*TASK ITEM*.
Could you write out the lines below exactly, beginning with the first and finishing with the one that contains "this agent answers"?

Source records

..............................

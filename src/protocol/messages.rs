//! Wire types for the three-task evaluation protocol
//!
//! Inbound requests name a task type explicitly; outbound results are tagged
//! with the task name and carry a single payload key of the same name:
//!
//! ```json
//! {"task": "risk_classification", "risk_classification": ["Credit Risk"]}
//! ```

use serde::{Deserialize, Serialize};
use std::collections::BTreeMap;
use std::fmt;

/// The three evaluation tasks this agent answers
#[derive(Debug, Clone, Copy, PartialEq, Eq, Hash, PartialOrd, Ord, Serialize, Deserialize)]
#[serde(rename_all = "snake_case")]
pub enum TaskType {
    RiskClassification,
    BusinessSummary,
    ConsistencyCheck,
}

impl TaskType {
    /// All task types in protocol order (task 1, 2, 3)
    pub const ALL: [TaskType; 3] = [
        TaskType::RiskClassification,
        TaskType::BusinessSummary,
        TaskType::ConsistencyCheck,
    ];

    /// Wire name, also used as the payload key of the result
    pub fn as_str(&self) -> &'static str {
        match self {
            TaskType::RiskClassification => "risk_classification",
            TaskType::BusinessSummary => "business_summary",
            TaskType::ConsistencyCheck => "consistency_check",
        }
    }

    /// Exact match against the wire name. No guessing.
    pub fn parse(value: &str) -> Option<Self> {
        Self::ALL.into_iter().find(|t| t.as_str() == value)
    }

    /// Human-readable title used in prompts and the agent card
    pub fn title(&self) -> &'static str {
        match self {
            TaskType::RiskClassification => "Risk Classification",
            TaskType::BusinessSummary => "Business Summary",
            TaskType::ConsistencyCheck => "Consistency Check",
        }
    }
}

impl fmt::Display for TaskType {
    fn fmt(&self, f: &mut fmt::Formatter<'_>) -> fmt::Result {
        f.write_str(self.as_str())
    }
}

/// Inbound task request
///
/// `task_type` stays a raw string on the wire so that an unrecognised value
/// reaches the dispatcher and is reported as `unknown_task_type` rather than
/// failing body decoding.
#[derive(Debug, Clone, PartialEq, Serialize, Deserialize)]
pub struct TaskRequest {
    pub task_type: String,
    #[serde(default)]
    pub company_context: String,
    /// Extra named inputs, e.g. `prior_risks` for a consistency check
    #[serde(default, skip_serializing_if = "BTreeMap::is_empty")]
    pub auxiliary_data: BTreeMap<String, String>,
}

impl TaskRequest {
    pub fn new(task_type: impl Into<String>, company_context: impl Into<String>) -> Self {
        Self {
            task_type: task_type.into(),
            company_context: company_context.into(),
            auxiliary_data: BTreeMap::new(),
        }
    }

    /// Builder-style helper for attaching auxiliary data
    pub fn with_auxiliary(mut self, key: impl Into<String>, value: impl Into<String>) -> Self {
        self.auxiliary_data.insert(key.into(), value.into());
        self
    }
}

/// Business summary payload - all three fields are always present
#[derive(Debug, Clone, PartialEq, Eq, Serialize, Deserialize)]
#[serde(deny_unknown_fields)]
pub struct BusinessSummary {
    pub industry: String,
    pub products: String,
    pub geography: String,
}

/// Final answer for one task
///
/// # Examples
/// ```
/// use finance_analyst::protocol::TaskResult;
///
/// let result = TaskResult::RiskClassification {
///     risk_classification: vec!["Credit Risk".to_string()],
/// };
/// let json = serde_json::to_value(&result).unwrap();
/// assert_eq!(json["task"], "risk_classification");
/// assert_eq!(json["risk_classification"][0], "Credit Risk");
/// ```
#[derive(Debug, Clone, PartialEq, Eq, Serialize, Deserialize)]
#[serde(tag = "task", rename_all = "snake_case")]
pub enum TaskResult {
    RiskClassification {
        risk_classification: Vec<String>,
    },
    BusinessSummary {
        business_summary: BusinessSummary,
    },
    ConsistencyCheck {
        consistency_check: Vec<String>,
    },
}

impl TaskResult {
    pub fn task_type(&self) -> TaskType {
        match self {
            TaskResult::RiskClassification { .. } => TaskType::RiskClassification,
            TaskResult::BusinessSummary { .. } => TaskType::BusinessSummary,
            TaskResult::ConsistencyCheck { .. } => TaskType::ConsistencyCheck,
        }
    }
}

/// Error body returned for every failed request
#[derive(Debug, Clone, Serialize, Deserialize, PartialEq)]
pub struct ErrorResponse {
    pub error: ErrorDetails,
    /// Task name when the request got far enough to be classified
    pub task: Option<TaskType>,
}

#[derive(Debug, Clone, Serialize, Deserialize, PartialEq)]
pub struct ErrorDetails {
    pub code: ErrorCode,
    /// Human-readable description (no sensitive data)
    pub message: String,
}

/// Documented error codes
#[derive(Debug, Clone, Copy, Serialize, Deserialize, PartialEq, Eq)]
#[serde(rename_all = "snake_case")]
pub enum ErrorCode {
    UnknownTaskType,
    LlmUnavailable,
    ParseFailure,
    InvalidRequest,
}

impl ErrorCode {
    pub fn as_str(&self) -> &'static str {
        match self {
            ErrorCode::UnknownTaskType => "unknown_task_type",
            ErrorCode::LlmUnavailable => "llm_unavailable",
            ErrorCode::ParseFailure => "parse_failure",
            ErrorCode::InvalidRequest => "invalid_request",
        }
    }
}

/// Free-text inbound message, as sent by evaluators that do not tag tasks
#[derive(Debug, Clone, Serialize, Deserialize)]
pub struct TextMessage {
    pub text: String,
}
//! Task-specific prompt construction
//!
//! Building a prompt is a pure function of its inputs: the same task type,
//! context and auxiliary data always produce the same [`Prompt`]. Auxiliary
//! data is held in a `BTreeMap`, so extra sections are emitted in key order.

use crate::llm::provider::Message;
use crate::protocol::messages::TaskType;
use std::collections::BTreeMap;

/// Auxiliary keys that carry the prior risk list for a consistency check
pub const PRIOR_RISK_KEYS: [&str; 3] = ["prior_risks", "risks", "risk_list"];

/// Category names offered to the model as a vocabulary hint
pub const RISK_VOCABULARY: [&str; 14] = [
    "Market Risk",
    "Credit Risk",
    "Operational Risk",
    "Liquidity Risk",
    "Financial Risk",
    "Legal/Regulatory Risk",
    "Technology Risk",
    "Cybersecurity Risk",
    "Competition Risk",
    "Supply Chain Risk",
    "Human Capital/Talent Risk",
    "Environmental/Climate Risk",
    "COVID-19/Pandemic Risk",
    "Geopolitical Risk",
];

const EMPTY_CONTEXT_NOTE: &str = "(no company context was provided)";

/// A rendered prompt: system instructions plus the user turn
#[derive(Debug, Clone, PartialEq, Eq)]
pub struct Prompt {
    pub system: String,
    pub user: String,
}

impl Prompt {
    pub fn to_messages(&self) -> Vec<Message> {
        vec![Message::system(&self.system), Message::user(&self.user)]
    }

    /// Single-string rendering, for logs and single-turn backends
    pub fn text(&self) -> String {
        format!("{}\n\n{}", self.system, self.user)
    }
}

/// Stateless prompt builder
#[derive(Debug, Clone, Copy, Default)]
pub struct PromptBuilder;

impl PromptBuilder {
    pub fn build(
        task_type: TaskType,
        company_context: &str,
        auxiliary_data: &BTreeMap<String, String>,
    ) -> Prompt {
        let system = match task_type {
            TaskType::RiskClassification => risk_classification_instructions(),
            TaskType::BusinessSummary => business_summary_instructions(),
            TaskType::ConsistencyCheck => consistency_check_instructions(),
        };

        let mut user = format!(
            "Task: {}\n\nCompany context:\n{}\n",
            task_type.title(),
            context_or_note(company_context)
        );

        if task_type == TaskType::ConsistencyCheck {
            user.push_str("\nPrior risk list:\n");
            match prior_risks(auxiliary_data) {
                Some(risks) => {
                    user.push_str(risks.trim());
                    user.push('\n');
                }
                None => user.push_str(
                    "(no prior risk list was provided; answer with an empty list)\n",
                ),
            }
        }

        for (key, value) in auxiliary_data {
            if task_type == TaskType::ConsistencyCheck && PRIOR_RISK_KEYS.contains(&key.as_str())
            {
                continue;
            }
            user.push_str(&format!("\nAdditional input ({key}):\n{}\n", value.trim()));
        }

        Prompt { system, user }
    }
}

/// First matching prior-risk entry, in `PRIOR_RISK_KEYS` order
pub fn prior_risks(auxiliary_data: &BTreeMap<String, String>) -> Option<&str> {
    PRIOR_RISK_KEYS
        .iter()
        .find_map(|key| auxiliary_data.get(*key))
        .map(String::as_str)
        .filter(|value| !value.trim().is_empty())
}

fn context_or_note(company_context: &str) -> &str {
    let trimmed = company_context.trim();
    if trimmed.is_empty() {
        EMPTY_CONTEXT_NOTE
    } else {
        trimmed
    }
}

fn risk_classification_instructions() -> String {
    let vocabulary = RISK_VOCABULARY
        .iter()
        .map(|name| format!("- {name}"))
        .collect::<Vec<_>>()
        .join("\n");

    format!(
        r#"You are a financial risk analyst. Read the company context (typically a 10-K Risk Factors section) and classify the risks it describes.

Prefer these category names, spelled exactly as shown:
{vocabulary}

If the company faces a material risk none of these cover, add a short company-specific category name ending in "Risk".

Return only a JSON object of this form, one category per array element:
{{"task": "risk_classification", "risk_classification": ["Category 1", "Category 2"]}}

Only include categories clearly supported by the text."#
    )
}

fn business_summary_instructions() -> String {
    r#"You are a business analyst. Read the company context (typically a 10-K Business section) and summarize it in exactly three fields:
- industry: the industry or sector the company operates in
- products: the main products or services it offers
- geography: the geographic markets it serves

Each field is a short free-text string. Return only a JSON object of this form:
{"task": "business_summary", "business_summary": {"industry": "...", "products": "...", "geography": "..."}}"#
        .to_string()
}

fn consistency_check_instructions() -> String {
    r#"You are a financial document analyst. You are given a company context and a prior list of claimed risks. Compare each listed risk against the context and identify the risks that are inconsistent with it or not supported by it.

Return only a JSON object of this form, using the risk names exactly as listed:
{"task": "consistency_check", "consistency_check": ["Risk A", "Risk B"]}

If every listed risk is supported, return an empty list:
{"task": "consistency_check", "consistency_check": []}"#
        .to_string()
}

#[cfg(test)]
mod tests {
    use super::*;

    fn no_aux() -> BTreeMap<String, String> {
        BTreeMap::new()
    }

    #[test]
    fn test_build_is_deterministic() {
        let mut aux = BTreeMap::new();
        aux.insert("prior_risks".to_string(), "Credit Risk\nMarket Risk".to_string());
        aux.insert("filing_year".to_string(), "2023".to_string());

        for task_type in TaskType::ALL {
            let first = PromptBuilder::build(task_type, "A regional bank", &aux);
            let second = PromptBuilder::build(task_type, "A regional bank", &aux);
            assert_eq!(first, second);
        }
    }

    #[test]
    fn test_risk_prompt_lists_vocabulary() {
        let prompt = PromptBuilder::build(
            TaskType::RiskClassification,
            "A mid-cap regional bank with heavy mortgage exposure",
            &no_aux(),
        );

        for name in ["Market Risk", "Credit Risk", "Liquidity Risk", "Operational Risk"] {
            assert!(prompt.system.contains(name), "missing {name}");
        }
        assert!(prompt.system.contains("\"risk_classification\""));
        assert!(prompt.user.contains("heavy mortgage exposure"));
    }

    #[test]
    fn test_business_prompt_names_three_fields() {
        let prompt = PromptBuilder::build(TaskType::BusinessSummary, "ACME", &no_aux());

        for field in ["industry", "products", "geography"] {
            assert!(prompt.system.contains(field), "missing {field}");
        }
    }

    #[test]
    fn test_consistency_prompt_includes_prior_risks() {
        let mut aux = BTreeMap::new();
        aux.insert(
            "prior_risks".to_string(),
            "Cybersecurity Risk, Geopolitical Risk".to_string(),
        );

        let prompt = PromptBuilder::build(TaskType::ConsistencyCheck, "ACME", &aux);

        assert!(prompt.user.contains("Prior risk list:\nCybersecurity Risk, Geopolitical Risk"));
        assert!(!prompt.user.contains("Additional input (prior_risks)"));
        assert!(prompt.system.contains("empty list"));
    }

    #[test]
    fn test_consistency_prompt_without_prior_risks() {
        let prompt = PromptBuilder::build(TaskType::ConsistencyCheck, "ACME", &no_aux());
        assert!(prompt.user.contains("no prior risk list was provided"));
    }

    #[test]
    fn test_prior_risk_key_aliases() {
        let mut aux = BTreeMap::new();
        aux.insert("risk_list".to_string(), "Market Risk".to_string());
        assert_eq!(prior_risks(&aux), Some("Market Risk"));

        aux.insert("prior_risks".to_string(), "  ".to_string());
        assert_eq!(prior_risks(&aux), None);
    }

    #[test]
    fn test_empty_context_still_produces_prompt() {
        for task_type in TaskType::ALL {
            let prompt = PromptBuilder::build(task_type, "   \n\t", &no_aux());
            assert!(!prompt.system.is_empty());
            assert!(prompt.user.contains(EMPTY_CONTEXT_NOTE));
        }
    }

    #[test]
    fn test_extra_auxiliary_data_in_key_order() {
        let mut aux = BTreeMap::new();
        aux.insert("zeta".to_string(), "last".to_string());
        aux.insert("alpha".to_string(), "first".to_string());

        let prompt = PromptBuilder::build(TaskType::BusinessSummary, "ACME", &aux);
        let alpha = prompt.user.find("Additional input (alpha)").unwrap();
        let zeta = prompt.user.find("Additional input (zeta)").unwrap();
        assert!(alpha < zeta);
    }

    #[test]
    fn test_messages_and_text() {
        let prompt = PromptBuilder::build(TaskType::BusinessSummary, "ACME", &no_aux());
        let messages = prompt.to_messages();

        assert_eq!(messages.len(), 2);
        assert_eq!(messages[0].content, prompt.system);
        assert_eq!(messages[1].content, prompt.user);
        assert!(prompt.text().starts_with(&prompt.system));
    }
}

..............................

*WRITTEN SOLUTION*.
filename src/protocol/messages.rs
//! Wire types for the three-task evaluation protocol
//!
//! Inbound requests name a task type explicitly; outbound results are tagged
//! with the task name and carry a single payload key of the same name:
//!
//! ```json
//! {"task": "risk_classification", "risk_classification": ["Credit Risk"]}
//! ```

use serde::{Deserialize, Serialize};
use std::collections::BTreeMap;
use std::fmt;

/// The three evaluation tasks this agent answers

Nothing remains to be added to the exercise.